▶ Task to carry out
Please look for the string "stderr" below and report every line in which it occurs.

(Collected data)
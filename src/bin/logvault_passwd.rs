use std::fs;
use std::io::{self, BufRead, Write};
use std::path::{Path, PathBuf};

use anyhow::{bail, Context, Result};
use clap::{Parser, Subcommand};
use logvault::auth::{generate_password, Algorithm, Challenge, CredentialFile, Verifier};

#[derive(Parser)]
#[command(name = "logvault-passwd", version, about = "Manage the logvault credentials file")]
struct Cli {
    /// Credentials file to use
    #[arg(long, global = true, default_value = "credentials.tsv")]
    tsv: PathBuf,

    #[command(subcommand)]
    command: Commands,
}

#[derive(Subcommand)]
enum Commands {
    /// Add a user or replace their password
    Set {
        /// plain, pbkdf2[,iters[,size[,hash]]] or bcrypt[,cost]
        #[arg(long, default_value = "pbkdf2")]
        algorithm: String,
        /// Read the password from stdin instead of generating one
        #[arg(long)]
        password: bool,
        /// Read the password from a file
        #[arg(long = "password-file")]
        password_file: Option<PathBuf>,
        username: String,
    },
    /// Verify a password read from stdin or a file
    Check {
        #[arg(long = "password-file")]
        password_file: Option<PathBuf>,
        username: String,
    },
}

fn main() {
    env_logger::init();
    match run() {
        Ok(true) => {}
        Ok(false) => std::process::exit(1),
        Err(err) => {
            eprintln!("error: {err:#}");
            std::process::exit(1);
        }
    }
}

fn run() -> Result<bool> {
    let cli = Cli::parse();
    match cli.command {
        Commands::Set {
            algorithm,
            password,
            password_file,
            username,
        } => {
            let algorithm = Algorithm::parse(&algorithm)?;
            let secret = match (password_file, password) {
                (Some(path), _) => read_password_file(&path)?,
                (None, true) => prompt("New Password: ")?,
                (None, false) => {
                    let generated = generate_password();
                    println!("{generated}");
                    generated
                }
            };

            let mut credentials = CredentialFile::load_or_create(&cli.tsv)
                .with_context(|| format!("loading {}", cli.tsv.display()))?;
            let challenge = Challenge::create(algorithm, &secret)?;
            let replaced = credentials.set(&username, challenge)?;
            credentials.save()?;
            if replaced {
                eprintln!("Wrote {:?} with new password for {username:?}", cli.tsv);
            } else {
                eprintln!("Added password for {username:?} to {:?}", cli.tsv);
            }
            Ok(true)
        }
        Commands::Check {
            password_file,
            username,
        } => {
            let credentials = CredentialFile::load(&cli.tsv)
                .with_context(|| format!("loading {}", cli.tsv.display()))?;
            if !credentials.contains(&username) {
                bail!("user {username:?} not found in {}", cli.tsv.display());
            }
            let secret = match password_file {
                Some(path) => read_password_file(&path)?,
                None => prompt("Current Password: ")?,
            };
            if credentials.verify(&username, &secret) {
                eprintln!("Password for {username:?} is valid");
                Ok(true)
            } else {
                eprintln!("Password for {username:?} is NOT valid");
                Ok(false)
            }
        }
    }
}

fn read_password_file(path: &Path) -> Result<String> {
    let data = fs::read_to_string(path)
        .with_context(|| format!("reading password file {}", path.display()))?;
    Ok(data.trim().to_string())
}

fn prompt(label: &str) -> Result<String> {
    let mut stderr = io::stderr();
    stderr.write_all(label.as_bytes())?;
    stderr.flush()?;
    let mut line = String::new();
    io::stdin()
        .lock()
        .read_line(&mut line)
        .context("reading password from stdin")?;
    Ok(line.trim().to_string())
}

▶ Solution to this task
    let mut stderr = io::stderr();
    stderr.write_all(label.as_bytes())?;
    stderr.flush()?;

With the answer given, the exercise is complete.